The thing about AI imaging is that... I understand why people are afraid of it, but it does have a practical use case. Much as photography competed with painting as it first emerged, and 3D animation and vector puppet animation compete with traditional cell-painted animation, AI imaging does inherently compete with illustration and digital painting...but its most practical use case, as long as proper worker protections are implemented for employees with visual art skills, is probably going to be in the same niche as clipart and stock photos. Cheap visuals that roughly suit your needs, for when your skillset doesn't include visual arts and you can't afford to hire an artist or photographer. Potentially useful for zines, indie productions, etc.
The "increase copyright protections to stop AI from being trained on living artists' work" angle that many are gunning for are a dangerous road to go down - it will have ramifications for fanart and other transformative works, while not actually protecting professional artists from being "replaced" by glorified computer programs. (And, realistically, the prompt engineers who will be paid pennies as "unskilled labor", because the program can't actually run itself. Think of how modern movies crunch the hell out of CGI post-production teams to avoid paying set engineers, lighting engineers, etc who are unionized.) If you are an employee of a corporation like Disney, your art belongs to the corporation. Making it illegal for models to train on art they don't own doesn't save a Disney concept artist from being fired after an in-house AI model is trained on their handiwork.
(Copyright is the master's tool, and it will not dismantle the master's house. Copyright did not protect Robert Kurvitz and the rest of the original ZA/UM team from having the rights to Disco Elysium stolen out from under them; it enabled it. A corporation will almost always have an easier time suing an individual for infringement than vice-versa. The power imbalance is innate. If anything, we need more intellectual property to cease being property and enter the commons, for the health of the culture.)

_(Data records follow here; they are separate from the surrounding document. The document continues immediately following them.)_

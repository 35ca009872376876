#![warn(missing_docs, unused_imports)]

//! A request/response façade over the three schemes.
//!
//! The façade owns one engine per scheme and dispatches each operation on the
//! scheme carried by the payload, or on the scheme requested explicitly.

mod payload;
mod request;
mod response;
mod status;

pub use payload::{ComputationResult, EncryptedData, Plaintext, Scalar};
pub use request::{
    BatchEncryptRequest, BfvDecryptRequest, BfvEncryptRequest, BinaryRequest, CkksDecryptRequest,
    CkksEncryptRequest, DecryptRequest, EncryptRequest, MultiplyRequest, Request,
};
pub use response::Response;
pub use status::{
    BfvTestVector, CkksTestVector, PaillierTestVector, ServiceStatus, StatusKind, TestVectors,
};

use crate::bfv::{BfvContext, BfvEncryptedData, BfvParameters};
use crate::ckks::{CkksContext, CkksEncryptedData, CkksParameters};
use crate::paillier::{PaillierContext, PaillierParameters, PublicKey};
use crate::{Error, Operation, Result, Scheme};
use chrono::Utc;
use he_traits::{HeDecrypter, HeEncrypter, HeEvaluator, HeMultiplier};
use log::{debug, error};
use num_bigint::BigUint;
use payload::{parse_floats, parse_integers};
use rand::{thread_rng, CryptoRng, RngCore};
use rayon::prelude::{IntoParallelRefIterator, ParallelIterator};
use std::sync::Arc;

/// The homomorphic encryption service.
#[derive(Debug)]
pub struct HeService {
    paillier: PaillierContext,
    ckks: CkksContext,
    bfv: BfvContext,
}

/// Builder for a [`HeService`].
#[derive(Debug)]
pub struct HeServiceBuilder {
    paillier: Arc<PaillierParameters>,
    ckks: Arc<CkksParameters>,
    bfv: Arc<BfvParameters>,
    generate_keys: bool,
}

impl Default for HeServiceBuilder {
    fn default() -> Self {
        Self::new()
    }
}

impl HeServiceBuilder {
    /// Creates a new instance of the builder, with the default parameters of
    /// every scheme. By default, the Paillier keys are generated when the
    /// service is built.
    #[must_use]
    pub fn new() -> Self {
        Self {
            paillier: PaillierParameters::default_arc(),
            ckks: CkksParameters::default_arc(),
            bfv: BfvParameters::default_arc(),
            generate_keys: true,
        }
    }

    /// Sets the Paillier parameters.
    pub fn set_paillier_parameters(&mut self, par: &Arc<PaillierParameters>) -> &mut Self {
        self.paillier = par.clone();
        self
    }

    /// Sets the CKKS parameters.
    pub fn set_ckks_parameters(&mut self, par: &Arc<CkksParameters>) -> &mut Self {
        self.ckks = par.clone();
        self
    }

    /// Sets the BFV parameters.
    pub fn set_bfv_parameters(&mut self, par: &Arc<BfvParameters>) -> &mut Self {
        self.bfv = par.clone();
        self
    }

    /// Sets whether the Paillier keys are generated when the service is built.
    /// Without keys, the Paillier operations fail until
    /// [`HeService::regenerate_keys`] is called.
    pub fn set_generate_keys(&mut self, generate_keys: bool) -> &mut Self {
        self.generate_keys = generate_keys;
        self
    }

    /// Build a new `HeService`.
    pub fn build(&self) -> Result<HeService> {
        self.build_with_rng(&mut thread_rng())
    }

    /// Build a new `HeService`, generating the keys with `rng`.
    pub fn build_with_rng<R: RngCore + CryptoRng>(&self, rng: &mut R) -> Result<HeService> {
        let paillier = if self.generate_keys {
            PaillierContext::with_keys(&self.paillier, rng)?
        } else {
            PaillierContext::new(&self.paillier)
        };
        Ok(HeService {
            paillier,
            ckks: CkksContext::new(&self.ckks)?,
            bfv: BfvContext::new(&self.bfv)?,
        })
    }
}

impl HeService {
    /// Returns the Paillier engine.
    #[must_use]
    pub fn paillier(&self) -> &PaillierContext {
        &self.paillier
    }

    /// Returns the CKKS engine.
    #[must_use]
    pub fn ckks(&self) -> &CkksContext {
        &self.ckks
    }

    /// Returns the BFV engine.
    #[must_use]
    pub fn bfv(&self) -> &BfvContext {
        &self.bfv
    }

    /// Encrypts `data` with `scheme`.
    pub fn encrypt(&self, data: &Plaintext, scheme: Scheme) -> Result<EncryptedData> {
        Ok(match scheme {
            Scheme::Paillier => self.paillier.try_encrypt(data.integer()?)?.into(),
            Scheme::Ckks => self.ckks.try_encrypt(data.floats()?.as_slice())?.into(),
            Scheme::Bfv => self.bfv.try_encrypt(data.integers()?.as_slice())?.into(),
        })
    }

    /// Decrypts `data` with the engine of its scheme.
    pub fn decrypt(&self, data: &EncryptedData) -> Result<Plaintext> {
        Ok(match data {
            EncryptedData::Paillier(ct) => {
                let m: BigUint = self.paillier.try_decrypt(ct)?;
                Plaintext::Integer(m.to_str_radix(10))
            }
            EncryptedData::Ckks(ct) => Plaintext::Floats(self.ckks.try_decrypt(ct)?),
            EncryptedData::Bfv(ct) => Plaintext::Integers(
                self.bfv
                    .try_decrypt(ct)?
                    .iter()
                    .map(|v| v.to_str_radix(10))
                    .collect(),
            ),
        })
    }

    /// Adds two ciphertexts of the same scheme.
    pub fn add(&self, a: &EncryptedData, b: &EncryptedData) -> Result<ComputationResult> {
        let encrypted_result: EncryptedData = match (a, b) {
            (EncryptedData::Paillier(a), EncryptedData::Paillier(b)) => {
                self.paillier.try_add(a, b)?.into()
            }
            (EncryptedData::Ckks(a), EncryptedData::Ckks(b)) => self.ckks.try_add(a, b)?.into(),
            (EncryptedData::Bfv(a), EncryptedData::Bfv(b)) => self.bfv.try_add(a, b)?.into(),
            _ => return Err(b.scheme().mismatch(a.scheme())),
        };
        Ok(ComputationResult::new(encrypted_result, Operation::Addition))
    }

    /// Multiplies a ciphertext by a scalar. CKKS and BFV encrypt the scalar
    /// and multiply both ciphertexts.
    pub fn multiply(&self, data: &EncryptedData, scalar: &Scalar) -> Result<ComputationResult> {
        let encrypted_result: EncryptedData = match data {
            EncryptedData::Paillier(ct) => self.paillier.try_mul(ct, &scalar.to_biguint()?)?.into(),
            EncryptedData::Ckks(ct) => self.ckks.multiply_scalar(ct, scalar.to_f64()?)?.into(),
            EncryptedData::Bfv(ct) => self.bfv.multiply_scalar(ct, &scalar.to_biguint()?)?.into(),
        };
        Ok(ComputationResult::new(
            encrypted_result,
            Operation::ScalarMultiplication,
        ))
    }

    /// Multiplies two CKKS or two BFV ciphertexts. Paillier ciphertexts can
    /// only be multiplied by a scalar.
    pub fn multiply_ciphertexts(
        &self,
        a: &EncryptedData,
        b: &EncryptedData,
    ) -> Result<ComputationResult> {
        let encrypted_result: EncryptedData = match (a, b) {
            (EncryptedData::Paillier(_), EncryptedData::Paillier(_)) => {
                return Err(Error::Evaluation(
                    "the paillier scheme only supports scalar multiplication".to_string(),
                ))
            }
            (EncryptedData::Ckks(a), EncryptedData::Ckks(b)) => self.ckks.try_mul(a, b)?.into(),
            (EncryptedData::Bfv(a), EncryptedData::Bfv(b)) => self.bfv.try_mul(a, b)?.into(),
            _ => return Err(b.scheme().mismatch(a.scheme())),
        };
        Ok(ComputationResult::new(
            encrypted_result,
            Operation::Multiplication,
        ))
    }

    /// Encrypts each value independently with `scheme`, preserving the order.
    /// The batch fails as a whole if any value cannot be encrypted.
    pub fn batch_encrypt<S: AsRef<str> + Sync>(
        &self,
        data: &[S],
        scheme: Scheme,
    ) -> Result<Vec<EncryptedData>> {
        match scheme {
            Scheme::Paillier => Ok(self
                .paillier
                .batch_encrypt(data)?
                .into_iter()
                .map(EncryptedData::from)
                .collect()),
            Scheme::Ckks => parse_floats(data)?
                .par_iter()
                .map(|v| {
                    self.ckks
                        .try_encrypt(std::slice::from_ref(v))
                        .map(EncryptedData::from)
                })
                .collect(),
            Scheme::Bfv => parse_integers(data)?
                .par_iter()
                .map(|v| {
                    self.bfv
                        .try_encrypt(std::slice::from_ref(v))
                        .map(EncryptedData::from)
                })
                .collect(),
        }
    }

    /// Encrypts floats with CKKS.
    pub fn ckks_encrypt(&self, data: &[f64]) -> Result<CkksEncryptedData> {
        self.ckks.try_encrypt(data)
    }

    /// Decrypts a CKKS ciphertext.
    pub fn ckks_decrypt(&self, data: &CkksEncryptedData) -> Result<Vec<f64>> {
        self.ckks.try_decrypt(data)
    }

    /// Encrypts non-negative decimal integers with BFV.
    pub fn bfv_encrypt<S: AsRef<str>>(&self, data: &[S]) -> Result<BfvEncryptedData> {
        self.bfv.try_encrypt(parse_integers(data)?.as_slice())
    }

    /// Decrypts a BFV ciphertext into decimal integers.
    pub fn bfv_decrypt(&self, data: &BfvEncryptedData) -> Result<Vec<String>> {
        Ok(self
            .bfv
            .try_decrypt(data)?
            .iter()
            .map(|v| v.to_str_radix(10))
            .collect())
    }

    /// Replaces the Paillier key pair and returns the new public key.
    pub fn regenerate_keys(&self) -> Result<PublicKey> {
        Ok(self.paillier.regenerate_keys()?.public_key())
    }

    /// Handles a request. Errors are reported as [`Response::Failure`].
    pub fn handle(&self, request: &Request) -> Response {
        debug!("Handling {} request", request.name());
        self.dispatch(request).unwrap_or_else(|e| {
            error!("{} request failed: {e}", request.name());
            e.into()
        })
    }

    /// Handles a JSON request and returns the JSON response.
    pub fn handle_json(&self, request: &str) -> String {
        let response = match serde_json::from_str::<Request>(request) {
            Ok(request) => self.handle(&request),
            Err(e) => {
                error!("Rejected malformed request: {e}");
                Error::SerializationError(e.to_string()).into()
            }
        };
        serde_json::to_string(&response).unwrap_or_else(|e| {
            serde_json::json!({
                "error": Error::SerializationError(e.to_string()).to_string(),
                "timestamp": Utc::now(),
            })
            .to_string()
        })
    }

    fn dispatch(&self, request: &Request) -> Result<Response> {
        let timestamp = Utc::now();
        Ok(match request {
            Request::Encrypt(r) => {
                let scheme = r.scheme.unwrap_or_default();
                Response::Encrypted {
                    encrypted_data: self.encrypt(&r.data, scheme)?,
                    scheme,
                    timestamp,
                }
            }
            Request::Decrypt(r) => Response::Decrypted {
                decrypted_data: self.decrypt(&r.encrypted_data)?,
                timestamp,
            },
            Request::Add(r) => {
                let result = self.add(&r.encrypted_a, &r.encrypted_b)?;
                Response::Computed {
                    operation: result.operation,
                    result,
                    timestamp,
                }
            }
            Request::Multiply(r) => {
                let result = self.multiply(&r.encrypted_data, &r.scalar)?;
                Response::Computed {
                    operation: result.operation,
                    result,
                    timestamp,
                }
            }
            Request::MultiplyCiphertexts(r) => {
                let result = self.multiply_ciphertexts(&r.encrypted_a, &r.encrypted_b)?;
                Response::Computed {
                    operation: result.operation,
                    result,
                    timestamp,
                }
            }
            Request::CkksEncrypt(r) => {
                let ct = self.ckks_encrypt(&r.data)?;
                Response::CkksEncrypted {
                    slot_count: ct.slot_count,
                    encrypted_data: ct.into(),
                    timestamp,
                }
            }
            Request::CkksDecrypt(r) => Response::Decrypted {
                decrypted_data: Plaintext::Floats(self.ckks_decrypt(&r.encrypted_data)?),
                timestamp,
            },
            Request::BfvEncrypt(r) => Response::BfvEncrypted {
                encrypted_data: self.bfv_encrypt(&r.data)?.into(),
                timestamp,
            },
            Request::BfvDecrypt(r) => Response::Decrypted {
                decrypted_data: Plaintext::Integers(self.bfv_decrypt(&r.encrypted_data)?),
                timestamp,
            },
            Request::Status => Response::Status(self.status()),
            Request::BatchEncrypt(r) => {
                let encrypted_data = self.batch_encrypt(&r.data, r.scheme.unwrap_or_default())?;
                Response::BatchEncrypted {
                    count: encrypted_data.len(),
                    encrypted_data,
                    timestamp,
                }
            }
            Request::RotateKeys => Response::KeysRotated {
                public_key: self.regenerate_keys()?,
                timestamp,
            },
        })
    }
}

Even so, I think this model, showing that a public-domain only model is not just feasible but good, honestly producing more aesthetically pleasing and less "corporate" output than standard models, should be something of a reassurance. We can have "ethical" AI imaging. The issue artists need to fear isn't an ontologically evil technology, and copyright isn't the cure. (To treat it as such is a distraction that I'm sure Disney, Nintendo, etc will gladly take advantage of if we let them.) The issue we need to worry about is labor rights, plain and simple.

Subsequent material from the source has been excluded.